_WORK ITEM_: Copy out each line of the listing below that contains the word "FlowState".
------------------------------------------------------------
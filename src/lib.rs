//! # CraftPost Telegram Bot
//!
//! A Telegram bot that helps artisans produce marketing content for their
//! products: a guided conversation turns an uploaded product photo and a
//! short description into AI-generated variant images and captions, composed
//! into a ready-to-publish social media post.

pub mod bot;
pub mod flow;
pub mod gemini;
pub mod localization;
pub mod session;
pub mod storage;
pub mod utils;
//! Callback Handler module for processing inline keyboard callback queries

use std::sync::Arc;

use anyhow::Result;
use teloxide::prelude::*;
use teloxide::types::{ChatAction, InputFile, InputMedia, InputMediaPhoto, MessageId};
use tracing::{debug, error, info, warn};

// Import localization
use crate::localization::{t_args_lang, t_lang};

// Import flow and session types
use crate::flow::{CallbackAction, FlowState, NavDirection};
use crate::session::Session;

// Import UI builder functions
use super::ui_builder::{
    create_caption_choice_keyboard, create_image_review_keyboard, format_caption_list,
    format_image_review_caption,
};
use super::AppDeps;

/// Handle callback queries from inline keyboards
pub async fn callback_handler(bot: Bot, q: CallbackQuery, deps: Arc<AppDeps>) -> Result<()> {
    debug!(user_id = %q.from.id, "Received callback query from user");

    // Remove the loading state before doing any slow work
    bot.answer_callback_query(q.id.clone()).await?;

    // Decode the payload once at the boundary; unknown payloads are no-ops
    let Some(action) = q.data.as_deref().and_then(CallbackAction::parse) else {
        debug!(user_id = %q.from.id, data = ?q.data, "Ignoring unrecognized callback payload");
        return Ok(());
    };

    let Some(msg) = &q.message else {
        warn!(user_id = %q.from.id, "Callback query without a message; ignoring");
        return Ok(());
    };
    let chat_id = msg.chat().id;
    let message_id = msg.id();

    // Callbacks outside an active flow (e.g. after /cancel) are ignored
    let Some(session) = deps.sessions.get(chat_id).await else {
        debug!(user_id = %q.from.id, "Callback without an active session; ignoring");
        return Ok(());
    };
    let mut session = session.lock().await;

    let language_code = q.from.language_code.as_deref();

    match (session.state, action) {
        (FlowState::ChooseImage, CallbackAction::PrevImage) => {
            session.step_image(NavDirection::Prev);
            update_image_display(&bot, chat_id, message_id, &session, language_code).await?;
        }
        (FlowState::ChooseImage, CallbackAction::NextImage) => {
            session.step_image(NavDirection::Next);
            update_image_display(&bot, chat_id, message_id, &session, language_code).await?;
        }
        (FlowState::ChooseImage, CallbackAction::SelectImage) => {
            let Some(selected) = session.select_current_image() else {
                warn!(user_id = %q.from.id, "Select with no generated images; ignoring");
                return Ok(());
            };
            info!(user_id = %q.from.id, file = %selected.file_name, "Image selected");
            generate_and_present_captions(&bot, chat_id, &deps, &mut session, language_code)
                .await?;
        }
        (FlowState::ChooseImage, CallbackAction::RegenerateImages) => {
            regenerate_images(&bot, chat_id, message_id, &deps, &mut session, language_code)
                .await?;
        }
        (FlowState::ChooseCaption, CallbackAction::ChooseCaption(index)) => {
            let Some(caption) = session.captions.get(index).cloned() else {
                // Invalid index - ignore silently
                debug!(user_id = %q.from.id, index, "Caption index out of range; ignoring");
                return Ok(());
            };

            let final_caption = super::ui_builder::compose_final_post(&caption);
            let Some(post_image) = session.post_image().cloned() else {
                warn!(user_id = %q.from.id, "No image available for the final post");
                bot.send_message(chat_id, t_lang("error-missing-image", language_code))
                    .await?;
                deps.sessions.clear(chat_id).await;
                return Ok(());
            };

            bot.send_photo(chat_id, InputFile::file(post_image))
                .caption(final_caption)
                .await?;
            bot.send_message(chat_id, t_lang("post-success", language_code))
                .await?;
            info!(user_id = %q.from.id, index, "Post created");
            deps.sessions.clear(chat_id).await;
        }
        (FlowState::ChooseCaption, CallbackAction::RegenerateCaptions) => {
            bot.send_message(chat_id, t_lang("regenerating-captions", language_code))
                .await?;
            generate_and_present_captions(&bot, chat_id, &deps, &mut session, language_code)
                .await?;
        }
        (_, CallbackAction::CancelPost) => {
            bot.send_message(chat_id, t_lang("post-cancelled", language_code))
                .await?;
            deps.sessions.clear(chat_id).await;
        }
        (state, action) => {
            debug!(user_id = %q.from.id, state = ?state, action = ?action, "Ignoring callback in current state");
        }
    }

    Ok(())
}

/// Show the image under the cursor: edit the review message in place, and
/// fall back to sending a fresh photo message when the edit is rejected.
async fn update_image_display(
    bot: &Bot,
    chat_id: ChatId,
    message_id: MessageId,
    session: &Session,
    language_code: Option<&str>,
) -> Result<()> {
    let Some(image) = session.current_image() else {
        return Ok(());
    };
    let caption = format_image_review_caption(
        session.current_image_index,
        session.generated_images.len(),
        language_code,
    );
    let keyboard = create_image_review_keyboard(language_code);

    let media = InputMedia::Photo(
        InputMediaPhoto::new(InputFile::file(&image.file_path)).caption(caption.clone()),
    );
    match bot
        .edit_message_media(chat_id, message_id, media)
        .reply_markup(keyboard.clone())
        .await
    {
        Ok(_) => Ok(()),
        Err(e) => {
            // The transport can reject edits (e.g. message too old); the
            // navigation step must still show the image
            warn!(user_id = %chat_id, error = %e, "Edit rejected, sending a fresh review message");
            bot.send_photo(chat_id, InputFile::file(&image.file_path))
                .caption(caption)
                .reply_markup(keyboard)
                .await?;
            Ok(())
        }
    }
}

/// Re-invoke image generation with the stored inputs, replacing the current
/// list and resetting navigation. Failure ends the flow.
async fn regenerate_images(
    bot: &Bot,
    chat_id: ChatId,
    message_id: MessageId,
    deps: &Arc<AppDeps>,
    session: &mut Session,
    language_code: Option<&str>,
) -> Result<()> {
    let (Some(image_path), Some(description)) =
        (session.product_image.clone(), session.description.clone())
    else {
        warn!(user_id = %chat_id, "Regeneration without stored image or description");
        bot.send_message(chat_id, t_lang("error-missing-image", language_code))
            .await?;
        deps.sessions.clear(chat_id).await;
        return Ok(());
    };

    bot.send_chat_action(chat_id, ChatAction::Typing).await?;
    bot.send_message(chat_id, t_lang("regenerating-images", language_code))
        .await?;

    match deps
        .gemini
        .generate_product_images(&image_path, &description, &deps.media)
        .await
    {
        Ok(images) if !images.is_empty() => {
            info!(user_id = %chat_id, image_count = images.len(), "Product images regenerated");
            session.replace_generated_images(images);
            update_image_display(bot, chat_id, message_id, session, language_code).await?;
        }
        Ok(_) => {
            warn!(user_id = %chat_id, "Image regeneration returned no images");
            bot.send_message(chat_id, t_lang("error-no-images", language_code))
                .await?;
            deps.sessions.clear(chat_id).await;
        }
        Err(e) => {
            error!(user_id = %chat_id, error = %e, "Image regeneration failed");
            bot.send_message(
                chat_id,
                t_args_lang("error-generation", &[("error", &e.to_string())], language_code),
            )
            .await?;
            deps.sessions.clear(chat_id).await;
        }
    }

    Ok(())
}

/// Generate captions for the selected image (or the upload as fallback) and
/// present them for selection. Failure ends the flow.
async fn generate_and_present_captions(
    bot: &Bot,
    chat_id: ChatId,
    deps: &Arc<AppDeps>,
    session: &mut Session,
    language_code: Option<&str>,
) -> Result<()> {
    let (Some(image_path), Some(description)) =
        (session.post_image().cloned(), session.description.clone())
    else {
        warn!(user_id = %chat_id, "Caption generation without stored image or description");
        bot.send_message(chat_id, t_lang("error-missing-image", language_code))
            .await?;
        deps.sessions.clear(chat_id).await;
        return Ok(());
    };

    bot.send_chat_action(chat_id, ChatAction::Typing).await?;
    bot.send_message(chat_id, t_lang("generating-captions", language_code))
        .await?;

    match deps
        .gemini
        .generate_marketing_captions(&image_path, &description)
        .await
    {
        Ok(captions) if !captions.is_empty() => {
            info!(user_id = %chat_id, caption_count = captions.len(), "Captions generated");
            let keyboard = create_caption_choice_keyboard(captions.len(), language_code);
            let listing = format_caption_list(&captions, language_code);
            session.captions = captions;
            session.state = FlowState::ChooseCaption;

            bot.send_message(chat_id, listing)
                .reply_markup(keyboard)
                .await?;
        }
        Ok(_) => {
            warn!(user_id = %chat_id, "Caption generation returned no captions");
            bot.send_message(chat_id, t_lang("error-no-captions", language_code))
                .await?;
            deps.sessions.clear(chat_id).await;
        }
        Err(e) => {
            error!(user_id = %chat_id, error = %e, "Caption generation failed");
            bot.send_message(
                chat_id,
                t_args_lang("error-generation", &[("error", &e.to_string())], language_code),
            )
            .await?;
            deps.sessions.clear(chat_id).await;
        }
    }

    Ok(())
}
------------------------------------------------------------
_COMPLETED EXERCISE_:
use crate::flow::{CallbackAction, FlowState, NavDirection};
        (FlowState::ChooseImage, CallbackAction::PrevImage) => {
        (FlowState::ChooseImage, CallbackAction::NextImage) => {
        (FlowState::ChooseImage, CallbackAction::SelectImage) => {
        (FlowState::ChooseImage, CallbackAction::RegenerateImages) => {
        (FlowState::ChooseCaption, CallbackAction::ChooseCaption(index)) => {
        (FlowState::ChooseCaption, CallbackAction::RegenerateCaptions) => {
            session.state = FlowState::ChooseCaption;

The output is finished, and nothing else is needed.